En 2004, tras el fallecimiento de su madre, con un dinero de herencia, compró una casa en Guatavita con envidiable vista a la laguna y patio de brevos, papayuelos y tomates. Siguió pintando con disciplina monacal. Reactivó su deuda con la música, secundada por su amigo Orlando Salamanca y demás integrantes de Los Abuelos del Rock. Habilitó un estudio de grabación de buena acústica y consola para mezclar creaciones. Y luego montó su café mirador Guatavista, para atender a los turistas que llegan a su casa atraídos por la calidez de la inglesa.
Entre semana pinta en óleo y acrílico o escribe canciones, siempre acompañada por ocho perros, siete hembras y un macho, todos recogidos y operados. Los sábados abre el negocio y vende masato, tinto, obleas o canelazo, que ella misma prepara y entrega a través de una ventana mágica, desde donde brota libre el poder del recuerdo representado en música. Ya no viaja mucho, menos a Europa, porque ya no viven sus seres. Ahora es colombiana, aunque sin papeles que lo certifiquen por no caer en el laberinto de los trámites y las colas, pero fiel a su idiosincrasia.
Con el mismo arraigo con el que, a sus 68 años cumplidos el pasado 11 de enero, ahora escribe sus memorias desde que sólo tenía una bolsa de viaje. Siempre convencida de que no necesita nada porque todo le pertenece. Cuando se enferma, aparece el médico que la sana. Si requiere abogado, surge el que la saca de apremios. Si tiene un arreglo en casa, llegan las manos que hacen todo. Y así vive Angelita, fiel a su vida hippie, que por estos días vibra con el libro de máximas de Gonzalo Arango, porque siente que cumplió la promesa que concertó en un breve sueño.

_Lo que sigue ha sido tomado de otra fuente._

//! Storefront tunables.
//!
//! Every field has a default matching the shipped landing page; a JSON
//! document may override any subset of them.

use crate::timers::TimerKind;
use glow_storage::StorageKeys;
use serde::{Deserialize, Serialize};

#[derive(Debug, Clone, Serialize, Deserialize, PartialEq)]
#[serde(default)]
pub struct StorefrontConfig {
    pub storage_keys: StorageKeys,
    pub currency_symbol: String,
    pub search_debounce_ms: u32,
    pub checkout_delay_ms: u32,
    pub toast_visible_ms: u32,
    pub toast_fade_ms: u32,
    pub newsletter_reset_ms: u32,
    pub back_to_top_threshold_px: f64,
}

impl Default for StorefrontConfig {
    fn default() -> Self {
        Self {
            storage_keys: StorageKeys::default(),
            currency_symbol: "₦".to_owned(),
            search_debounce_ms: 200,
            checkout_delay_ms: 1200,
            toast_visible_ms: 2500,
            toast_fade_ms: 300,
            newsletter_reset_ms: 3000,
            back_to_top_threshold_px: 300.0,
        }
    }
}

impl StorefrontConfig {
    pub fn from_json(raw: &str) -> Result<Self, serde_json::Error> {
        serde_json::from_str(raw)
    }

    pub fn delay_ms(&self, kind: TimerKind) -> u32 {
        match kind {
            TimerKind::SearchDebounce => self.search_debounce_ms,
            TimerKind::CheckoutLatency => self.checkout_delay_ms,
            TimerKind::ToastDismiss => self.toast_visible_ms,
            TimerKind::NewsletterReset => self.newsletter_reset_ms,
        }
    }

    pub fn shows_back_to_top(&self, scroll_y: f64) -> bool {
        scroll_y > self.back_to_top_threshold_px
    }
}
//! Routes `tracing` events from the core crates to the browser console.
//!
//! Uses the `fmt` subscriber with a writer that buffers one formatted event
//! and hands it to `gloo-console` at the matching level when dropped.

use gloo_console as console;
use std::io;
use tracing::{Level, Metadata};
use tracing_subscriber::fmt::MakeWriter;

pub struct ConsoleWriter {
    level: Level,
    buf: Vec<u8>,
}

impl io::Write for ConsoleWriter {
    fn write(&mut self, bytes: &[u8]) -> io::Result<usize> {
        self.buf.extend_from_slice(bytes);
        Ok(bytes.len())
    }

    fn flush(&mut self) -> io::Result<()> {
        Ok(())
    }
}

impl Drop for ConsoleWriter {
    fn drop(&mut self) {
        let Some(text) = event_text(&self.buf) else {
            return;
        };
        if self.level == Level::ERROR {
            console::error!(text);
        } else if self.level == Level::WARN {
            console::warn!(text);
        } else if self.level == Level::INFO {
            console::log!(text);
        } else {
            console::debug!(text);
        }
    }
}

/// Formatted event text without the trailing newline; `None` when empty.
fn event_text(buf: &[u8]) -> Option<String> {
    let text = String::from_utf8_lossy(buf);
    let text = text.trim_end();
    (!text.is_empty()).then(|| text.to_owned())
}

#[derive(Clone, Copy, Debug, Default)]
pub struct ConsoleMakeWriter;

impl<'a> MakeWriter<'a> for ConsoleMakeWriter {
    type Writer = ConsoleWriter;

    fn make_writer(&'a self) -> Self::Writer {
        ConsoleWriter {
            level: Level::INFO,
            buf: Vec::new(),
        }
    }

    fn make_writer_for(&'a self, meta: &Metadata<'_>) -> Self::Writer {
        ConsoleWriter {
            level: *meta.level(),
            buf: Vec::new(),
        }
    }
}

/// Install the console subscriber. Timestamps are off: `SystemTime` is
/// unavailable on `wasm32-unknown-unknown`.
pub fn init(max_level: Level) {
    let installed = tracing_subscriber::fmt()
        .with_writer(ConsoleMakeWriter)
        .with_max_level(max_level)
        .with_ansi(false)
        .without_time()
        .try_init();
    if let Err(err) = installed {
        console::warn!(format!("tracing subscriber not installed: {err}"));
    }
}
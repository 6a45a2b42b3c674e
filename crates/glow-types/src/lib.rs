use serde::{Deserialize, Serialize};

#[derive(Debug, Clone, Serialize, Deserialize, PartialEq, Eq)]
#[serde(rename_all = "camelCase")]
pub struct Product {
    pub name: String,
    pub price: u64,
    #[serde(default)]
    pub original_price: Option<u64>,
    pub image: String,
    pub description: String,
    #[serde(default)]
    pub benefits: Vec<String>,
    pub in_stock: bool,
    #[serde(default)]
    pub sale: Option<String>,
}

impl Product {
    /// Original price, only when it is actually above the selling price.
    pub fn discounted_from(&self) -> Option<u64> {
        self.original_price.filter(|original| *original > self.price)
    }

    pub fn matches_term(&self, lowered_term: &str) -> bool {
        self.name.to_lowercase().contains(lowered_term)
            || self.description.to_lowercase().contains(lowered_term)
    }
}

#[derive(Debug, Clone, Serialize, Deserialize, PartialEq, Eq)]
pub struct CartLine {
    pub name: String,
    pub price: u64,
}

/// Persisted cart shape: `{"cart": [...], "total": N}`.
#[derive(Debug, Clone, Default, Serialize, Deserialize, PartialEq, Eq)]
pub struct CartBundle {
    #[serde(default)]
    pub cart: Vec<CartLine>,
    #[serde(default)]
    pub total: u64,
}

/// Inclusive price predicate parsed from a `"min-max"` filter value.
#[derive(Debug, Clone, Copy, PartialEq, Eq)]
pub struct PriceRange {
    pub min: u64,
    pub max: Option<u64>,
}

impl PriceRange {
    /// Parses `"min-max"`. A missing or non-numeric bound falls back to 0 for
    /// `min` and to unbounded for `max`; a zero `max` is also unbounded.
    /// Returns `None` for an empty value, meaning "no price filter".
    pub fn parse(raw: &str) -> Option<Self> {
        let raw = raw.trim();
        if raw.is_empty() {
            return None;
        }

        let mut parts = raw.split('-');
        let min = parts.next().and_then(parse_bound).unwrap_or(0);
        let max = parts.next().and_then(parse_bound).filter(|max| *max > 0);

        Some(Self { min, max })
    }

    pub fn contains(&self, price: u64) -> bool {
        price >= self.min && self.max.is_none_or(|max| price <= max)
    }
}

fn parse_bound(raw: &str) -> Option<u64> {
    raw.trim().parse::<u64>().ok()
}

/// Formats an amount the way the storefront displays prices: currency symbol
/// followed by the integer with comma thousands separators.
pub fn format_price(symbol: &str, amount: u64) -> String {
    let digits = amount.to_string();
    let mut grouped = String::with_capacity(digits.len() + digits.len() / 3);
    for (index, ch) in digits.chars().enumerate() {
        if index > 0 && (digits.len() - index) % 3 == 0 {
            grouped.push(',');
        }
        grouped.push(ch);
    }
    format!("{symbol}{grouped}")
}
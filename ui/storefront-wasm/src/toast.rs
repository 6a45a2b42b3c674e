//! Toast notifications.
//!
//! One toast at a time: a new one replaces whatever is still showing.

use crate::dom;
use crate::state;
use crate::timers;
use glow_core::TimerKind;
use gloo_timers::callback::Timeout;
use std::cell::RefCell;
use wasm_bindgen::JsCast;
use wasm_bindgen::prelude::*;
use web_sys::Element;

thread_local! {
    static CURRENT: RefCell<Option<Element>> = const { RefCell::new(None) };
}

pub fn show(message: &str) {
    if let Some(previous) = CURRENT.with(|c| c.borrow_mut().take()) {
        previous.remove();
    }

    let Ok(toast) = dom::document().create_element("div") else {
        return;
    };
    toast.set_class_name("toast success");
    dom::set_text(&toast, message);
    if dom::body().append_child(&toast).is_err() {
        return;
    }

    // Class added a frame later so the CSS transition runs.
    let fade_in = toast.clone();
    let cb = Closure::once_into_js(move || dom::add_class(&fade_in, "visible"));
    let _ = dom::window().request_animation_frame(cb.unchecked_ref());

    CURRENT.with(|c| *c.borrow_mut() = Some(toast.clone()));

    let fade_ms = state::config().toast_fade_ms;
    timers::schedule(TimerKind::ToastDismiss, move || {
        dom::remove_class(&toast, "visible");
        Timeout::new(fade_ms, move || {
            toast.remove();
            CURRENT.with(|c| {
                let mut current = c.borrow_mut();
                if current.as_ref() == Some(&toast) {
                    *current = None;
                }
            });
        })
        .forget();
    });
}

Ella asegura que el texto funciona como I Ching moderno. Por eso, cuando lo entrega añade un pequeño dado para que al arrojarlo dé una de seis opciones. El receptor abre el libro en cualquier página y el número señalado aporta el mensaje de Gonzalo. “Tú no tienes más jefes que tu conciencia, que es tu responsabilidad absoluta”, “Sálvese el que quiera, todos pueden”, se lee en el libro de máximas. Angelita lo promociona mientras prepara tinto y ofrece turrones. Antes de despedirse, de su pequeña armónica salen sonidos cargados de mañana, de amor y de nostalgia.